Mohammad Donyavi (1942 Sari, Iran - 1995 Sari, Iran) was an Iranian musician, vocalist and poet. He is considered one of the most influential traditional Mazandarani vocalists of his time. He started his music when he was very young. In 1958, he moved to Tehran and started his journalist career for Mazandarani press. He also collaborated with Mazandaran radio stations. Donyavi learned tonbak from Nasser Farhangfar and Mohammad Esmaili.

In 1970, he returned to Sari and continued producing programs for the local radio stations. During those years, he produced his famous works Golnesa, Biyamo Bahaar, Shoope, and many other.
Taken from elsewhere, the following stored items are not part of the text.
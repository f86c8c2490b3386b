//! Mandi price handlers

use axum::extract::Path;
use axum::extract::Query;
use axum::extract::State;
use axum::Json;
use tracing::info;

use super::ApiResult;
use super::AppState;
use crate::api::types::ApiResponse;
use crate::api::types::MandiRatesResponse;
use crate::api::types::SeedResponse;
use crate::models::CreateMarketPriceRequest;
use crate::models::MandiRateQuery;
use crate::models::MarketPrice;
use crate::models::MarketTrend;
use crate::KhetGuruError;

/// Latest mandi rates (GET /api/mandi-rates?crop&mandi&limit)
pub async fn mandi_rates(
    State(state): State<AppState>,
    Query(query): Query<MandiRateQuery>,
) -> ApiResult<MandiRatesResponse> {
    let items = state.database.mandi_rates(&query).await?;
    Ok(Json(MandiRatesResponse {
        count: items.len(),
        items,
    }))
}

/// Insert the demo price set (POST /api/seed-demo)
pub async fn seed_demo(State(state): State<AppState>) -> ApiResult<SeedResponse> {
    let inserted = state.database.seed_demo_prices().await?;
    info!("POST /api/seed-demo inserted {}", inserted);
    Ok(Json(SeedResponse { inserted }))
}

/// Record a price sample (POST /api/market/prices)
pub async fn create_market_price(
    State(state): State<AppState>,
    Json(req): Json<CreateMarketPriceRequest>,
) -> ApiResult<ApiResponse<MarketPrice>> {
    if req.crop.trim().is_empty() || req.mandi.trim().is_empty() {
        return Err(KhetGuruError::InvalidInput("crop and mandi are required".to_string()).into());
    }
    if !req.price_per_quintal.is_finite() || req.price_per_quintal <= 0.0 {
        return Err(KhetGuruError::InvalidInput(
            "price_per_quintal must be greater than 0".to_string(),
        )
        .into());
    }
    let price = state.database.insert_market_price(&req).await?;
    Ok(Json(ApiResponse::success(price)))
}

/// Latest price samples (GET /api/market/prices)
pub async fn list_market_prices(
    State(state): State<AppState>,
) -> ApiResult<ApiResponse<Vec<MarketPrice>>> {
    let prices = state.database.list_market_prices().await?;
    Ok(Json(ApiResponse::success(prices)))
}

/// Latest samples of crops whose name contains the path segment
pub async fn crop_prices(
    State(state): State<AppState>,
    Path(crop): Path<String>,
) -> ApiResult<ApiResponse<Vec<MarketPrice>>> {
    if crop.trim().is_empty() {
        return Err(KhetGuruError::InvalidInput("crop is required".to_string()).into());
    }
    let prices = state.database.search_crop_prices(&crop).await?;
    Ok(Json(ApiResponse::success(prices)))
}

/// Price trends per crop (GET /api/market/trends)
pub async fn market_trends(
    State(state): State<AppState>,
) -> ApiResult<ApiResponse<Vec<MarketTrend>>> {
    let trends = state.database.market_trends().await?;
    Ok(Json(ApiResponse::success(trends)))
}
He also learned literature and poetry from Gholamreza Kabiri. Maziar and Kooch are some of his poems.
In his free time, he used to sing vocals on Molana and Mehdi Akhavan Sales's poems. He was working on Nima Yooshij's Mazandarani poems when he was diagnosed with cancer. In December 1994, a tribute ceremony was held for him in Radio Sari for his great influence on traditional Mazandarani music. Donyavi died of his illness in January 1995.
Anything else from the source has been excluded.